Adderson responded to that by propping himself up, taking aim and clamping his finger on the trigger. The AK rattled in his hands while spouting a choppy current of lead into the Full Blood. Esteban placed a hand in front of his face while climbing to his feet. Sections of his coat were singed all the way down to rough patches of skin, and when some of Adderson’s rounds hit him there, they barely left a crease. Every other bullet snagged in his fur or thumped uselessly against his body.

Shifting his gaze toward the soldiers that rushed to Adderson’s side, Esteban said, “Watch.”

“Get clear, Major!” a soldier shouted.

Although Adderson was a hell of a long way from clear, he replied, “Hit him, hit him!”

Automatic fire came, followed by the thump of a grenade against Esteban’s body. The explosive bounced away and went off among the Half Breeds. Fortunately for Adderson, Esteban’s body was tough enough to shield him from the blast. When the howling started, the firing stopped.

Rifles clattered as they landed heavily on the ground after being dropped by soldiers who only wanted to press their hands against their faces or clamp them over their ears. Next came the screams.

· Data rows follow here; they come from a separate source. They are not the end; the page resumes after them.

//! Offline-first synchronization.
//!
//! Each collection is reconciled against the remote change feed by
//! [`change_list_sync`]: read the ledger version, fetch the changes after it,
//! delete, then fetch and upsert updates in batches, and finally move the
//! ledger to the highest version seen. Any failure other than cancellation
//! is logged and reported as `Ok(false)`, leaving the ledger untouched so
//! the next job retries from the same version.

mod news;
mod scheduler;
mod topics;
mod worker;

pub use news::NewsSyncer;
pub use scheduler::*;
pub use topics::TopicsSyncer;
pub use worker::*;

use std::collections::HashSet;
use std::future::Future;

use async_trait::async_trait;
use tokio_util::sync::CancellationToken;

use crate::db::PreferencesStore;
use crate::errors::AppError;
use crate::models::{ChangeListVersions, NetworkChangeList, SyncCollection, NEVER_SYNCED};

/// Read-modify-write applied to the ledger inside one transaction.
pub type VersionUpdate = Box<dyn FnOnce(ChangeListVersions) -> ChangeListVersions + Send>;

/// Ledger access and cancellation for one sync job.
#[async_trait]
pub trait Synchronizer: Send + Sync {
    async fn get_change_list_versions(&self) -> Result<ChangeListVersions, AppError>;

    async fn update_change_list_versions(&self, update: VersionUpdate) -> Result<(), AppError>;

    /// Cancelled when the enclosing job is cancelled.
    fn cancellation_token(&self) -> &CancellationToken;
}

/// A local store that can be brought up to date with the network.
#[async_trait]
pub trait Syncable: Send + Sync {
    /// Returns whether the sync succeeded. Only cancellation is an `Err`.
    async fn sync_with(&self, synchronizer: &dyn Synchronizer) -> Result<bool, AppError>;
}

/// Per-collection hooks driven by [`change_list_sync`].
#[async_trait]
pub trait ChangeListModel: Send + Sync {
    fn collection(&self) -> SyncCollection;

    /// Changes after `after`, in increasing version order.
    async fn fetch_change_list(&self, after: i64) -> Result<Vec<NetworkChangeList>, AppError>;

    /// Remove models deleted remotely. Unknown ids are ignored.
    async fn delete_models(&self, ids: &[String]) -> Result<(), AppError>;

    /// Fetch the full models for `ids` and store them.
    async fn update_models(&self, ids: &[String], pass: &SyncPass) -> Result<(), AppError>;
}

#[async_trait]
impl<M: ChangeListModel> Syncable for M {
    async fn sync_with(&self, synchronizer: &dyn Synchronizer) -> Result<bool, AppError> {
        change_list_sync(synchronizer, self).await
    }
}

/// Context handed to [`ChangeListModel::update_models`].
#[derive(Debug, Clone)]
pub struct SyncPass {
    pub collection: SyncCollection,
    /// Ledger value this pass started from.
    pub current_version: i64,
    pub cancel: CancellationToken,
}

impl SyncPass {
    /// The collection has never been synced on this device.
    pub fn is_first_sync(&self) -> bool {
        self.current_version <= NEVER_SYNCED
    }
}

/// Ledger-backed [`Synchronizer`] for one job.
pub struct SyncSession {
    prefs: PreferencesStore,
    cancel: CancellationToken,
}

impl SyncSession {
    pub fn new(prefs: PreferencesStore, cancel: CancellationToken) -> Self {
        Self { prefs, cancel }
    }
}

#[async_trait]
impl Synchronizer for SyncSession {
    async fn get_change_list_versions(&self) -> Result<ChangeListVersions, AppError> {
        self.prefs.change_list_versions().await
    }

    async fn update_change_list_versions(&self, update: VersionUpdate) -> Result<(), AppError> {
        self.prefs.update_change_list_versions(update).await?;
        Ok(())
    }

    fn cancellation_token(&self) -> &CancellationToken {
        &self.cancel
    }
}

/// Run `fut` unless `token` is cancelled first.
pub async fn cancellable<F, T>(token: &CancellationToken, fut: F) -> Result<T, AppError>
where
    F: Future<Output = Result<T, AppError>>,
{
    tokio::select! {
        biased;
        _ = token.cancelled() => Err(AppError::Cancelled),
        result = fut => result,
    }
}

/// Reconcile one collection. See the module docs for the contract.
pub async fn change_list_sync<M>(synchronizer: &dyn Synchronizer, model: &M) -> Result<bool, AppError>
where
    M: ChangeListModel + ?Sized,
{
    let collection = model.collection();
    match reconcile(synchronizer, model).await {
        Ok(()) => Ok(true),
        Err(err) if err.is_cancelled() => {
            tracing::info!(collection = %collection, "Sync cancelled");
            Err(err)
        }
        Err(err) => {
            tracing::warn!(
                collection = %collection,
                code = err.error_code(),
                "Sync failed: {}",
                err
            );
            Ok(false)
        }
    }
}

async fn reconcile<M>(synchronizer: &dyn Synchronizer, model: &M) -> Result<(), AppError>
where
    M: ChangeListModel + ?Sized,
{
    let collection = model.collection();
    let cancel = synchronizer.cancellation_token();

    let current_version = cancellable(cancel, synchronizer.get_change_list_versions())
        .await?
        .get(collection);
    let change_list = cancellable(cancel, model.fetch_change_list(current_version)).await?;

    let Some(latest_version) = change_list.iter().map(|c| c.change_list_version).max() else {
        tracing::debug!(collection = %collection, version = current_version, "Already up to date");
        return Ok(());
    };

    let (deleted, updated) = partition_change_list(&change_list);
    let pass = SyncPass {
        collection,
        current_version,
        cancel: cancel.clone(),
    };

    // Deletes first: an id deleted and re-created in one response ends up present.
    if !deleted.is_empty() {
        cancellable(cancel, model.delete_models(&deleted)).await?;
    }
    if !updated.is_empty() {
        cancellable(cancel, model.update_models(&updated, &pass)).await?;
    }

    cancellable(
        cancel,
        synchronizer.update_change_list_versions(Box::new(move |versions: ChangeListVersions| {
            versions.with(collection, latest_version)
        })),
    )
    .await?;

    tracing::info!(
        collection = %collection,
        from = current_version,
        to = latest_version,
        deleted = deleted.len(),
        updated = updated.len(),
        "Sync complete"
    );
    Ok(())
}

/// Split into (deleted ids, updated ids), each de-duplicated in feed order.
fn partition_change_list(change_list: &[NetworkChangeList]) -> (Vec<String>, Vec<String>) {
    let mut deleted = Vec::new();
    let mut updated = Vec::new();
    let mut seen_deleted = HashSet::new();
    let mut seen_updated = HashSet::new();

    for change in change_list {
        let (ids, seen) = if change.is_delete {
            (&mut deleted, &mut seen_deleted)
        } else {
            (&mut updated, &mut seen_updated)
        };
        if seen.insert(change.id.as_str()) {
            ids.push(change.id.clone());
        }
    }
    (deleted, updated)
}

It wasn’t the first time Adderson had seen the Breaking up close. On some level, he wondered if he’d begun leading the charges because he got sick of hanging back at a safe distance while the soldiers he’d sent into battle dropped like flies. He’d heard the crunching bones over earpieces and headphones on missions across the entire country. That sound, along with the screams and howls that followed, meant another member of the IRD had died drowning in a sea of pain. They, like the soldiers who now fell after trying to save his life, could very well be in agony until some lucky shot put them down.